# Metric Or Imperial Fastners?



## Dan_S (Mar 5, 2015)

Do PM machines use Metric or Imperial fasteners?


----------



## Smithdoor (Mar 5, 2015)

Use what ever works the best at the time
Most of time inch sizes


----------



## Dan_S (Mar 5, 2015)

Smithdoor said:


> Use what ever works the best at the time
> Most of time inch sizes



No, I mean are the fasteners used to hold Precision Matthews machines together Imperial or metric?


----------



## mksj (Mar 5, 2015)

PM1340GT is metric for the fasteners, assume this holds for most Asian lathes. I try to keep all new fasteners/tapped holes metric so I only need one set of Allen keys. There are exceptions such as QCTP and holders, which are usually Imperial.


----------



## Dan_S (Mar 5, 2015)

mksj said:


> PM1340GT is metric for the fasteners, assume this holds for most Asian lathes. I try to keep all new fasteners/tapped holes metric so I only need one set of Allen keys. There are exceptions such as QCTP and holders, which are usually Imperial.
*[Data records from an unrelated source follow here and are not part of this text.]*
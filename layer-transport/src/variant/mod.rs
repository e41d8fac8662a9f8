//! Variant codecs: the four MTProto TCP transport framings.
//!
//! Each variant owns a small phase state machine and shares the same
//! `decode`/`encode` contract, dispatched through the [`Codec`] enum so the
//! session never needs a virtual call on the hot path.

mod abridged;
mod full;
mod length_prefixed;

pub use abridged::AbridgedCodec;
pub use full::FullCodec;
pub use length_prefixed::LengthPrefixedCodec;

use crate::error::CodecError;
use crate::ring_buffer::RingBuffer;
use layer_crypto::CryptoContext;

/// Frame size limits shared by every variant codec.
///
/// Lives per-session rather than as process globals so tests can exercise
/// boundary conditions (`MAX_FRAME_SIZE + 1`, exactly `MIN_PAYLOAD_SIZE`)
/// without touching global state.
#[derive(Clone, Copy, Debug)]
pub struct FrameLimits {
    /// Largest payload length, in bytes, the codec will deliver or accept.
    pub max_frame_size: usize,
    /// Smallest payload length, in bytes, the codec will deliver or accept.
    pub min_payload_size: usize,
}

impl FrameLimits {
    fn validate(&self, len: usize) -> Result<(), CodecError> {
        if len > self.max_frame_size {
            return Err(CodecError::FrameTooLarge { len, max: self.max_frame_size });
        }
        if len < self.min_payload_size {
            return Err(CodecError::FrameTooSmall { len, min: self.min_payload_size });
        }
        Ok(())
    }
}

impl Default for FrameLimits {
    fn default() -> Self {
        Self {
            max_frame_size: crate::MAX_FRAME_SIZE,
            min_payload_size: crate::MIN_PAYLOAD_SIZE,
        }
    }
}

/// Which of the four TCP transport framings a connection negotiated.
///
/// Immutable once the handshake has classified a connection.
#[derive(Clone, Copy, Debug, PartialEq, Eq)]
pub enum CodecVariant {
    /// 1-or-4-byte length prefix, lengths in 4-byte units.
    Abridged,
    /// 4-byte LE length prefix, lengths in bytes.
    Intermediate,
    /// Intermediate framing plus 0..15 random trailing padding bytes on encode.
    PaddedIntermediate,
    /// Legacy framing with a running sequence number and a trailing CRC32.
    Full,
}

/// A variant codec instance, holding whichever per-variant phase state is
/// relevant. Dispatch is two-level: match on the variant, then on the phase
/// inside it.
pub enum Codec {
    Abridged(AbridgedCodec),
    Intermediate(LengthPrefixedCodec),
    PaddedIntermediate(LengthPrefixedCodec),
    Full(FullCodec),
}

impl Codec {
    /// Which variant this instance was negotiated for.
    pub fn variant(&self) -> CodecVariant {
        match self {
            Codec::Abridged(_) => CodecVariant::Abridged,
            Codec::Intermediate(_) => CodecVariant::Intermediate,
            Codec::PaddedIntermediate(_) => CodecVariant::PaddedIntermediate,
            Codec::Full(_) => CodecVariant::Full,
        }
    }

    /// Instantiate the codec for a classified variant with the given limits.
    pub fn new(variant: CodecVariant, limits: FrameLimits) -> Self {
        match variant {
            CodecVariant::Abridged => Codec::Abridged(AbridgedCodec::new(limits)),
            CodecVariant::Intermediate => {
                Codec::Intermediate(LengthPrefixedCodec::new(limits, false))
            }
            CodecVariant::PaddedIntermediate => {
                Codec::PaddedIntermediate(LengthPrefixedCodec::new(limits, true))
            }
            CodecVariant::Full => Codec::Full(FullCodec::new(limits)),
        }
    }

    /// Decode as many frames' worth of state transitions as the buffered
    /// bytes allow, returning at most one complete frame per call.
    pub fn decode(
        &mut self,
        rb: &mut RingBuffer,
        crypto: &mut CryptoContext,
    ) -> Result<Option<(bool, Vec<u8>)>, CodecError> {
        match self {
            Codec::Abridged(c) => c.decode(rb, crypto),
            Codec::Intermediate(c) => c.decode(rb, crypto),
            Codec::PaddedIntermediate(c) => c.decode(rb, crypto),
            Codec::Full(c) => c.decode(rb, crypto),
        }
    }

    /// Encode a payload into wire bytes for this variant.
    pub fn encode(&mut self, payload: &[u8], ack: bool, crypto: &mut CryptoContext) -> Vec<u8> {
        match self {
            Codec::Abridged(c) => c.encode(payload, crypto),
            Codec::Intermediate(c) => c.encode(payload, ack, crypto),
            Codec::PaddedIntermediate(c) => c.encode(payload, ack, crypto),
            Codec::Full(c) => c.encode(payload, crypto),
        }
    }
}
That's exactly why I was asking. I have a nice set of Bondhus  metric t-handle Allen keys next to my lathe (not PM) and was wondering if i should get an imperial set. The screws for my lathe and QCTP holders are all metric.


----------



## darkzero (Mar 7, 2015)

The Chinese made PMs use metric fasteners, not sure about their Taiwan machines. What's interesting is I've ran into a number of Taiwan machines that use imperial fasteners. My Taiwanese bandsaw & rotary tables also use imperial fasteners.


----------



## mksj (Mar 7, 2015)

Also my Turn-Pro horizontal/vertical band saw  is imperial, but the lathe is all metric.


----------



## wrmiller (Mar 7, 2015)

Fortunately I have a spare set of both, so I'll just wait to see what it ends up being. I bet my Dorian (that is on the way) is Imperial...


----------



## darkzero (Mar 7, 2015)

My Dorian SQCTP, tool holders, & knurling tool are imperial. USA made of course. However my Dorian indexable insert holders use metric threads but I think that's cause the inserts follow ISO standard. Well for the screw down positive inserts anyway. For the negative insert clamps they are imperial.

What's interesting is the older Shars BXA holders use metric threads for the set screws but the hex is imperial, I personally have never ran into a metric/imperial fastener. But Shars changed the tool holder recently so whatever, plus I always replaced those crappy set screws on China holders anyway.

To add, Bison chucks (Poland) & TMX chucks (China) use metric fasteners even though they use American tongue & groove. However, Fuerda/Gator (China) which are almost identical to Bison (no surprise there considering who runs GTS now) use imperial for the top jaws only which are also American tounge & groove.


----------